Nel rapporto si arrivava a chiedere la messa in stato d’accusa del Presidente (empeachment), cosa che però non ebbe luogo (quasi ci riuscì, invece, lo scandalo sessuale Lewinski). Oggi, ricorda l’agenzia «Corrispondenza romana», Bill Clinton gira il mondo per tenere conferenze simil-pacifiste, ma Eslässer punta il dito proprio contro la sua politica di allora, perché gli attentati terroristici a New York, a Madrid e Londra sono stati tutti organizzati da gruppi musulmani formatisi nella guerra di Bosnia, nella quale l’egiziano al-Zawahiri, oggi capo militare di al-Qaida, faceva da fornitore di armi.

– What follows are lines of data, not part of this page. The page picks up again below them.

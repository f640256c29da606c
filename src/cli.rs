use std::{
    path::{Path, PathBuf},
    sync::Arc,
    time::Duration,
};

use anyhow::{Context, Result};
use clap::{Parser, Subcommand};
use log::{info, warn};
use tokio::sync::broadcast::error::RecvError;

use crate::{
    analysis::{AnalysisGateway, HttpTransport},
    config::SessionConfig,
    device::PatternCamera,
    exercise::{ExerciseSession, EXERCISES},
    sampler::FrameSampler,
    session::SessionController,
};

#[derive(Parser, Debug)]
#[command(version, about = "Live posture analysis session against a PhysioLens service")]
pub struct Cli {
    /// JSON config file. Falls back to $PHYSIOLENS_CONFIG, then ./physiolens.json.
    #[arg(long, global = true)]
    pub config: Option<PathBuf>,

    /// Analysis service base URL, overriding the config file.
    #[arg(long, global = true)]
    pub service_url: Option<String>,

    #[command(subcommand)]
    pub command: Command,
}

#[derive(Subcommand, Debug)]
pub enum Command {
    /// Run an analysis session and print session events as JSON lines.
    Session {
        /// Stop after this many seconds instead of waiting for Ctrl-C.
        #[arg(long)]
        duration_secs: Option<u64>,

        /// Start with the skeleton overlay off.
        #[arg(long)]
        no_overlay: bool,

        /// Write the final video frame with its overlay to this PNG.
        #[arg(long)]
        snapshot: Option<PathBuf>,
    },
    /// Check that the analysis service is reachable.
    Probe,
    /// Get single-frame feedback for a guided exercise.
    Exercise {
        /// One of: shoulder_squeeze, neck_stretch, squat.
        #[arg(long, default_value = "shoulder_squeeze")]
        exercise: String,
    },
    /// Print the effective configuration.
    Config,
}

impl Cli {
    fn load_config(&self) -> Result<SessionConfig> {
        let mut config = match &self.config {
            Some(path) => SessionConfig::load(path)?,
            None => SessionConfig::from_env()?,
        };
        if let Some(url) = &self.service_url {
            config.service_url = url.clone();
        }
        Ok(config)
    }
}

pub async fn dispatch(cli: Cli) -> Result<()> {
    let config = cli.load_config()?;
    match cli.command {
        Command::Session {
            duration_secs,
            no_overlay,
            snapshot,
        } => {
            let config = SessionConfig {
                overlay_enabled_by_default: config.overlay_enabled_by_default && !no_overlay,
                ..config
            };
            drive_session(&config, duration_secs.map(Duration::from_secs), snapshot).await
        }
        Command::Probe => probe(&config).await,
        Command::Exercise { exercise } => run_exercise(&config, &exercise).await,
        Command::Config => {
            println!("{}", serde_json::to_string_pretty(&config)?);
            Ok(())
        }
    }
}

fn http_gateway(config: &SessionConfig) -> Result<AnalysisGateway> {
    let transport = HttpTransport::new(config.service_url.clone())?;
    Ok(AnalysisGateway::new(
        Arc::new(transport),
        config.metrics_failure_policy,
        config.request_timeout(),
    ))
}

async fn drive_session(
    config: &SessionConfig,
    duration: Option<Duration>,
    snapshot_path: Option<PathBuf>,
) -> Result<()> {
    let controller = SessionController::connect(Arc::new(PatternCamera::new()), config)?;
    let mut events = controller.subscribe();

    let printer = tokio::spawn(async move {
        loop {
            match events.recv().await {
                Ok(event) => match serde_json::to_string(&event) {
                    Ok(line) => println!("{line}"),
                    Err(err) => warn!("Failed to serialize session event: {err}"),
                },
                Err(RecvError::Lagged(missed)) => warn!("Dropped {missed} session event(s)"),
                Err(RecvError::Closed) => break,
            }
        }
    });

    let outcome = run_until_stopped(&controller, duration).await;
    let finished = finish_session(&controller, snapshot_path.as_deref()).await;

    drop(controller);
    printer.abort();
    outcome.and(finished)
}

/// Writes the optional snapshot, then tears the session down whether or not
/// the write succeeded.
async fn finish_session(controller: &SessionController, snapshot_path: Option<&Path>) -> Result<()> {
    let saved = match snapshot_path {
        Some(path) => match controller.composite_frame().await {
            Some(frame) => frame
                .save(path)
                .with_context(|| format!("Failed to write snapshot to {}", path.display())),
            None => {
                warn!("No video frame available for snapshot");
                Ok(())
            }
        },
        None => Ok(()),
    };

    controller.teardown().await;
    let summary = controller.snapshot().await;
    info!(
        "Session finished: {} result(s), average {:?}",
        summary.stats.count, summary.stats.average_score
    );
    saved
}

async fn run_until_stopped(controller: &SessionController, duration: Option<Duration>) -> Result<()> {
    controller.start_device().await?;
    controller.start_analysis().await?;

    match duration {
        Some(limit) => {
            tokio::select! {
                _ = tokio::time::sleep(limit) => {}
                _ = tokio::signal::ctrl_c() => info!("Interrupted"),
            }
        }
        None => {
            tokio::signal::ctrl_c()
                .await
                .context("Failed to listen for Ctrl-C")?;
            info!("Interrupted");
        }
    }
    Ok(())
}

async fn probe(config: &SessionConfig) -> Result<()> {
    let health = http_gateway(config)?
        .health()
        .await
        .with_context(|| format!("Analysis service at {} is unreachable", config.service_url))?;

    println!("{}", serde_json::to_string(&health)?);
    if !health.is_ok() {
        anyhow::bail!("Analysis service reported status {}", health.status);
    }
    Ok(())
}

async fn run_exercise(config: &SessionConfig, key: &str) -> Result<()> {
    let mut session = ExerciseSession::new(
        Arc::new(PatternCamera::new()),
        Arc::new(http_gateway(config)?),
        FrameSampler::new(config.jpeg_quality),
        config.video.clone(),
    );
    let exercise = session.select(key).with_context(|| {
        let known: Vec<&str> = EXERCISES.iter().map(|exercise| exercise.key).collect();
        format!("Known exercises: {}", known.join(", "))
    })?;
    println!("Tutorial: {} ({})", exercise.name, exercise.tutorial_url());

    session.start_camera().await?;
    // Give the camera time to decode its first frame.
    tokio::time::sleep(Duration::from_millis(300)).await;
    let feedback = session.request_feedback().await;
    session.stop_camera();

    println!("{}", feedback?);
    Ok(())
}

Insomma, le premesse di quanto accade oggi vanno ricercate nei due conflitti balcanici, quello in Bosnia (1992-95) e quello fra Serbia, Kosovo e Albania (1995-99).

Una politica non solo poco lungimirante ma a tutt’oggi suicida, perché la colpa di quella crisi venne caricata addosso alla sola Serbia e l’Occidente prese di fatto le parti dei musulmani «perseguitati», aiutando formazioni guerrigliere come l’Uck albanese. Queste organizzazioni, finanziate da non pochi Paesi islamici, arruolarono veterani provenienti dalla guerriglia afghana e da quella palestinese. Dopo la dipartita delle forze armate occidentali esse si distinsero nella persecuzione e talvolta anche nel massacro delle comunità cristiane rimaste nella regione.

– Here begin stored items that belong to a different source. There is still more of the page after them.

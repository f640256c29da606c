//! Conditional logging macros gated on a module-level `ENABLE_LOGS` flag.
//!
//! The scheduler and gateway log on every tick; flipping the flag silences a
//! single module without touching `RUST_LOG`.
//!
//! ```ignore
//! const ENABLE_LOGS: bool = true;
//!
//! use crate::{log_debug, log_info, log_warn};
//!
//! log_info!("overlay job started ({} ms)", period_ms);
//! ```

/// Info-level log, emitted only when the calling module's `ENABLE_LOGS` is true.
#[macro_export]
macro_rules! log_info {
    ($($arg:tt)*) => {
        if ENABLE_LOGS {
            log::info!($($arg)*);
        }
    };
}

/// Warn-level counterpart of [`log_info!`].
#[macro_export]
macro_rules! log_warn {
    ($($arg:tt)*) => {
        if ENABLE_LOGS {
            log::warn!($($arg)*);
        }
    };
}

#[macro_export]
macro_rules! log_error {
    ($($arg:tt)*) => {
        if ENABLE_LOGS {
            log::error!($($arg)*);
        }
    };
}

/// Debug-level output for per-tick noise (skipped ticks, capture misses).
#[macro_export]
macro_rules! log_debug {
    ($($arg:tt)*) => {
        if ENABLE_LOGS {
            log::debug!($($arg)*);
        }
    };
}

Sulla distruzione sistematica di chiese, monasteri e opere d’arte cristiane (e loro sostituzione con moschee) calò il sipario del silenzio, e proprio da parte di quei politici e diplomatici, nonché dei media, che non avevano esitato a denunciare le malefatte serbe (quando non le avevano letteralmente inventate, come nel caso della presunta strage nel mercato di Sarajevo). Così, bombardando i serbi per costringerli a ritirarsi dalle loro province kosovare e macedoni, di fatto si sgombrò il campo dall’unico ostacolo alla formazione di veri e propri stati musulmani nel cuore dell’Europa.

Negli anni Settanta l’Occidente finì col favorire l’avanzata dei musulmani in Libano e il pesante protettorato siriano su di esso. Negli anni Novanta favorì il successo delle milizie islamiche appoggiate dall’Iran, dalla Siria e perfino dal quella Turchia che oggi preme per entrare nella Ue. Nel 2006 praticamente costringe addirittura il Papa a scusarsi per aver criticato l’islam. Peccato che Bush jr. non abbia figli maschi cui lasciare la presidenza.